Collected data entries:
○ ○ ○ ○
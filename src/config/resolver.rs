//! Value Resolver
//!
//! Merges a field's explicit configuration value with its precedence-ordered
//! environment variables and a default. Configuration always outranks the
//! environment; within the environment the first non-empty variable wins.

use std::time::Duration;

use super::env::Environment;
use crate::error::{Error, Result};

/// How an explicitly empty configuration value is treated.
#[derive(Debug, Clone, Copy, PartialEq, Eq)]
pub enum EmptyPolicy {
    /// `""` is a user error.
    Reject,
    /// `""` is treated as if the field were not set.
    Ignore,
}

/// Static description of one configuration field.
#[derive(Debug, Clone, Copy)]
pub struct FieldSpec {
    pub name: &'static str,
    pub env: &'static [&'static str],
    pub empty: EmptyPolicy,
}

impl FieldSpec {
    pub const fn new(name: &'static str, env: &'static [&'static str], empty: EmptyPolicy) -> Self {
        Self { name, env, empty }
    }
}

// =========================================================================
// Field table
// =========================================================================

pub const CREDENTIALS: FieldSpec = FieldSpec::new(
    "credentials",
    &["GOOGLE_CREDENTIALS", "GOOGLE_CLOUD_KEYFILE_JSON", "GCLOUD_KEYFILE_JSON"],
    EmptyPolicy::Reject,
);
pub const ACCESS_TOKEN: FieldSpec =
    FieldSpec::new("access_token", &["GOOGLE_OAUTH_ACCESS_TOKEN"], EmptyPolicy::Reject);
pub const IMPERSONATE_SERVICE_ACCOUNT: FieldSpec = FieldSpec::new(
    "impersonate_service_account",
    &["GOOGLE_IMPERSONATE_SERVICE_ACCOUNT"],
    EmptyPolicy::Reject,
);
pub const PROJECT: FieldSpec = FieldSpec::new(
    "project",
    &[
        "GOOGLE_PROJECT",
        "GOOGLE_CLOUD_PROJECT",
        "GCLOUD_PROJECT",
        "CLOUDSDK_CORE_PROJECT",
    ],
    EmptyPolicy::Reject,
);
pub const REGION: FieldSpec = FieldSpec::new(
    "region",
    &["GOOGLE_REGION", "GCLOUD_REGION", "CLOUDSDK_COMPUTE_REGION"],
    EmptyPolicy::Reject,
);
pub const ZONE: FieldSpec = FieldSpec::new(
    "zone",
    &["GOOGLE_ZONE", "GCLOUD_ZONE", "CLOUDSDK_COMPUTE_ZONE"],
    EmptyPolicy::Reject,
);
pub const BILLING_PROJECT: FieldSpec =
    FieldSpec::new("billing_project", &["GOOGLE_BILLING_PROJECT"], EmptyPolicy::Reject);
pub const USER_PROJECT_OVERRIDE: FieldSpec =
    FieldSpec::new("user_project_override", &["USER_PROJECT_OVERRIDE"], EmptyPolicy::Ignore);
pub const REQUEST_REASON: FieldSpec =
    FieldSpec::new("request_reason", &["CLOUDSDK_CORE_REQUEST_REASON"], EmptyPolicy::Ignore);
pub const REQUEST_TIMEOUT: FieldSpec =
    FieldSpec::new("request_timeout", &[], EmptyPolicy::Ignore);
pub const SEND_AFTER: FieldSpec = FieldSpec::new("batching.send_after", &[], EmptyPolicy::Ignore);

/// Where a resolved value came from.
#[derive(Debug, Clone, Copy, PartialEq, Eq)]
pub enum Source {
    Config,
    /// The `index`-th variable of the field's list.
    Env { index: usize, name: &'static str },
    Default,
    Unset,
}

/// Per-field record produced while building a resolved configuration.
#[derive(Debug, Clone)]
pub struct FieldResolution<T> {
    pub field: &'static str,
    pub raw: Option<String>,
    pub env_vars: &'static [&'static str],
    pub value: Option<T>,
    pub source: Source,
}

impl FieldResolution<String> {
    /// Convert the resolved string, attributing parse errors to this field.
    pub fn parse_with<T, F>(self, parse: F) -> Result<FieldResolution<T>>
    where
        F: FnOnce(&'static str, &str) -> Result<T>,
    {
        let value = match self.value.as_deref() {
            Some(v) => Some(parse(self.field, v)?),
            None => None,
        };
        Ok(FieldResolution {
            field: self.field,
            raw: self.raw,
            env_vars: self.env_vars,
            value,
            source: self.source,
        })
    }
}

/// Resolve one field: explicit value, then environment, then default.
pub fn resolve(
    field: &FieldSpec,
    explicit: Option<&str>,
    env: &Environment,
    default: Option<&str>,
) -> Result<FieldResolution<String>> {
    let record = |value: Option<String>, source: Source| FieldResolution {
        field: field.name,
        raw: explicit.map(str::to_string),
        env_vars: field.env,
        value,
        source,
    };

    match explicit {
        Some(v) if !v.is_empty() => return Ok(record(Some(v.to_string()), Source::Config)),
        Some(_) if field.empty == EmptyPolicy::Reject => {
            return Err(Error::validation(field.name, "expected a non-empty string"));
        }
        _ => {}
    }

    if let Some((index, name, value)) = env.first_of(field.env) {
        tracing::debug!("{} resolved from ${}", field.name, name);
        return Ok(record(Some(value.to_string()), Source::Env { index, name }));
    }

    match default {
        Some(d) => Ok(record(Some(d.to_string()), Source::Default)),
        None => Ok(record(None, Source::Unset)),
    }
}

// =========================================================================
// Value parsing
// =========================================================================

/// Shorten a region given as a URL or self-link to its bare name.
///
/// Only applied to `region`; a zone self-link is kept verbatim.
pub fn region_from_self_link(value: &str) -> String {
    if let Some(idx) = value.rfind("/regions/") {
        let rest = &value[idx + "/regions/".len()..];
        let name = rest.split('/').next().unwrap_or(rest);
        if !name.is_empty() {
            return name.to_string();
        }
    }
    if value.starts_with("https://") || value.starts_with("http://") {
        if let Ok(url) = url::Url::parse(value) {
            if let Some(last) = url.path_segments().and_then(|s| s.filter(|p| !p.is_empty()).last()) {
                return last.to_string();
            }
        }
    }
    value.to_string()
}

/// Parse a boolean the way Go's `strconv.ParseBool` does.
pub fn parse_bool(field: &str, value: &str) -> Result<bool> {
    match value {
        "1" | "t" | "T" | "TRUE" | "true" | "True" => Ok(true),
        "0" | "f" | "F" | "FALSE" | "false" | "False" => Ok(false),
        other => Err(Error::validation(
            field,
            format!("expected a boolean, got {other:?}"),
        )),
    }
}

/// Parse a non-negative Go-style duration such as `300ms`, `1.5s` or `2m30s`.
pub fn parse_duration(field: &str, value: &str) -> Result<Duration> {
    let invalid = || {
        Error::validation(
            field,
            format!("unable to parse duration from {value:?}"),
        )
    };

    let mut rest = value.trim();
    if let Some(stripped) = rest.strip_prefix('-') {
        if stripped.chars().all(|c| c == '0' || c == '.') && !stripped.is_empty() {
            return Ok(Duration::ZERO);
        }
        return Err(Error::validation(field, format!("duration {value:?} must not be negative")));
    }
    rest = rest.strip_prefix('+').unwrap_or(rest);
    if rest == "0" {
        return Ok(Duration::ZERO);
    }
    if rest.is_empty() {
        return Err(invalid());
    }

    let mut total = 0f64;
    while !rest.is_empty() {
        let num_len = rest
            .find(|c: char| !(c.is_ascii_digit() || c == '.'))
            .ok_or_else(invalid)?;
        if num_len == 0 {
            return Err(invalid());
        }
        let number: f64 = rest[..num_len].parse().map_err(|_| invalid())?;
        rest = &rest[num_len..];

        let unit_len = rest
            .find(|c: char| c.is_ascii_digit() || c == '.')
            .unwrap_or(rest.len());
        let nanos_per_unit = match &rest[..unit_len] {
            "ns" => 1.0,
            "us" | "µs" | "μs" => 1e3,
            "ms" => 1e6,
            "s" => 1e9,
            "m" => 60e9,
            "h" => 3600e9,
            _ => return Err(invalid()),
        };
        rest = &rest[unit_len..];
        total += number * nanos_per_unit;
    }

    Ok(Duration::from_nanos(total.round() as u64))
}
○ ○ ○ ○
* _PROBLEM_:
All the entries are to be set down exactly as they appear.

* _EXERCISE OUTPUT_:
filename src/config/resolver.rs
//! Value Resolver
//!
//! Merges a field's explicit configuration value with its precedence-ordered
//! environment variables and a default. Configuration always outranks the
//! environment; within the environment the first non-empty variable wins.

use std::time::Duration;

use super::env::Environment;
use crate::error::{Error, Result};

/// How an explicitly empty configuration value is treated.
#[derive(Debug, Clone, Copy, PartialEq, Eq)]
pub enum EmptyPolicy {
    /// `""` is a user error.
    Reject,
    /// `""` is treated as if the field were not set.
    Ignore,
}

/// Static description of one configuration field.
#[derive(Debug, Clone, Copy)]
pub struct FieldSpec {
    pub name: &'static str,
    pub env: &'static [&'static str],
    pub empty: EmptyPolicy,
}

impl FieldSpec {
    pub const fn new(name: &'static str, env: &'static [&'static str], empty: EmptyPolicy) -> Self {
        Self { name, env, empty }
    }
}

// =========================================================================
// Field table
// =========================================================================

pub const CREDENTIALS: FieldSpec = FieldSpec::new(
    "credentials",
    &["GOOGLE_CREDENTIALS", "GOOGLE_CLOUD_KEYFILE_JSON", "GCLOUD_KEYFILE_JSON"],
    EmptyPolicy::Reject,
);
pub const ACCESS_TOKEN: FieldSpec =
    FieldSpec::new("access_token", &["GOOGLE_OAUTH_ACCESS_TOKEN"], EmptyPolicy::Reject);
pub const IMPERSONATE_SERVICE_ACCOUNT: FieldSpec = FieldSpec::new(
    "impersonate_service_account",
    &["GOOGLE_IMPERSONATE_SERVICE_ACCOUNT"],
    EmptyPolicy::Reject,
);
pub const PROJECT: FieldSpec = FieldSpec::new(
    "project",
    &[
        "GOOGLE_PROJECT",
        "GOOGLE_CLOUD_PROJECT",
        "GCLOUD_PROJECT",
        "CLOUDSDK_CORE_PROJECT",
    ],
    EmptyPolicy::Reject,
);
pub const REGION: FieldSpec = FieldSpec::new(
    "region",
    &["GOOGLE_REGION", "GCLOUD_REGION", "CLOUDSDK_COMPUTE_REGION"],
    EmptyPolicy::Reject,
);
pub const ZONE: FieldSpec = FieldSpec::new(
    "zone",
    &["GOOGLE_ZONE", "GCLOUD_ZONE", "CLOUDSDK_COMPUTE_ZONE"],
    EmptyPolicy::Reject,
);
pub const BILLING_PROJECT: FieldSpec =
    FieldSpec::new("billing_project", &["GOOGLE_BILLING_PROJECT"], EmptyPolicy::Reject);
pub const USER_PROJECT_OVERRIDE: FieldSpec =
    FieldSpec::new("user_project_override", &["USER_PROJECT_OVERRIDE"], EmptyPolicy::Ignore);
pub const REQUEST_REASON: FieldSpec =
    FieldSpec::new("request_reason", &["CLOUDSDK_CORE_REQUEST_REASON"], EmptyPolicy::Ignore);
pub const REQUEST_TIMEOUT: FieldSpec =
    FieldSpec::new("request_timeout", &[], EmptyPolicy::Ignore);
pub const SEND_AFTER: FieldSpec = FieldSpec::new("batching.send_after", &[], EmptyPolicy::Ignore);

/// Where a resolved value came from.
#[derive(Debug, Clone, Copy, PartialEq, Eq)]
pub enum Source {
    Config,
    /// The `index`-th variable of the field's list.
    Env { index: usize, name: &'static str },
    Default,
    Unset,
}

/// Per-field record produced while building a resolved configuration.
#[derive(Debug, Clone)]
pub struct FieldResolution<T> {
    pub field: &'static str,
    pub raw: Option<String>,
    pub env_vars: &'static [&'static str],
    pub value: Option<T>,
    pub source: Source,
}

impl FieldResolution<String> {
    /// Convert the resolved string, attributing parse errors to this field.
    pub fn parse_with<T, F>(self, parse: F) -> Result<FieldResolution<T>>
    where
        F: FnOnce(&'static str, &str) -> Result<T>,
    {
        let value = match self.value.as_deref() {
            Some(v) => Some(parse(self.field, v)?),
            None => None,
        };
        Ok(FieldResolution {
            field: self.field,
            raw: self.raw,
            env_vars: self.env_vars,
            value,
            source: self.source,
        })
    }
}

/// Resolve one field: explicit value, then environment, then default.
pub fn resolve(
    field: &FieldSpec,
    explicit: Option<&str>,
    env: &Environment,
    default: Option<&str>,
) -> Result<FieldResolution<String>> {
    let record = |value: Option<String>, source: Source| FieldResolution {
        field: field.name,
        raw: explicit.map(str::to_string),
        env_vars: field.env,
        value,
        source,
    };

    match explicit {
        Some(v) if !v.is_empty() => return Ok(record(Some(v.to_string()), Source::Config)),
        Some(_) if field.empty == EmptyPolicy::Reject => {
            return Err(Error::validation(field.name, "expected a non-empty string"));
        }
        _ => {}
    }

    if let Some((index, name, value)) = env.first_of(field.env) {
        tracing::debug!("{} resolved from ${}", field.name, name);
        return Ok(record(Some(value.to_string()), Source::Env { index, name }));
    }

    match default {
        Some(d) => Ok(record(Some(d.to_string()), Source::Default)),
        None => Ok(record(None, Source::Unset)),
    }
}

// =========================================================================
// Value parsing
// =========================================================================

/// Shorten a region given as a URL or self-link to its bare name.
///
/// Only applied to `region`; a zone self-link is kept verbatim.
pub fn region_from_self_link(value: &str) -> String {
    if let Some(idx) = value.rfind("/regions/") {
        let rest = &value[idx + "/regions/".len()..];
        let name = rest.split('/').next().unwrap_or(rest);
        if !name.is_empty() {
            return name.to_string();
        }
    }
    if value.starts_with("https://") || value.starts_with("http://") {
        if let Ok(url) = url::Url::parse(value) {
            if let Some(last) = url.path_segments().and_then(|s| s.filter(|p| !p.is_empty()).last()) {
                return last.to_string();
            }
        }
    }
    value.to_string()
}

/// Parse a boolean the way Go's `strconv.ParseBool` does.
pub fn parse_bool(field: &str, value: &str) -> Result<bool> {
    match value {
        "1" | "t" | "T" | "TRUE" | "true" | "True" => Ok(true),
        "0" | "f" | "F" | "FALSE" | "false" | "False" => Ok(false),
        other => Err(Error::validation(
            field,
            format!("expected a boolean, got {other:?}"),
        )),
    }
}

/// Parse a non-negative Go-style duration such as `300ms`, `1.5s` or `2m30s`.
pub fn parse_duration(field: &str, value: &str) -> Result<Duration> {
    let invalid = || {
        Error::validation(
            field,
            format!("unable to parse duration from {value:?}"),
        )
    };

    let mut rest = value.trim();
    if let Some(stripped) = rest.strip_prefix('-') {
        if stripped.chars().all(|c| c == '0' || c == '.') && !stripped.is_empty() {
            return Ok(Duration::ZERO);
        }
        return Err(Error::validation(field, format!("duration {value:?} must not be negative")));
    }
    rest = rest.strip_prefix('+').unwrap_or(rest);
    if rest == "0" {
        return Ok(Duration::ZERO);
    }
    if rest.is_empty() {
        return Err(invalid());
    }

    let mut total = 0f64;
    while !rest.is_empty() {
        let num_len = rest
            .find(|c: char| !(c.is_ascii_digit() || c == '.'))
            .ok_or_else(invalid)?;
        if num_len == 0 {
            return Err(invalid());
        }
        let number: f64 = rest[..num_len].parse().map_err(|_| invalid())?;
        rest = &rest[num_len..];

        let unit_len = rest
            .find(|c: char| c.is_ascii_digit() || c == '.')
            .unwrap_or(rest.len());
        let nanos_per_unit = match &rest[..unit_len] {
            "ns" => 1.0,
            "us" | "µs" | "μs" => 1e3,
            "ms" => 1e6,
            "s" => 1e9,
            "m" => 60e9,
            "h" => 3600e9,
            _ => return Err(invalid()),
        };
        rest = &rest[unit_len..];
        total += number * nanos_per_unit;
    }

    Ok(Duration::from_nanos(total.round() as u64))
}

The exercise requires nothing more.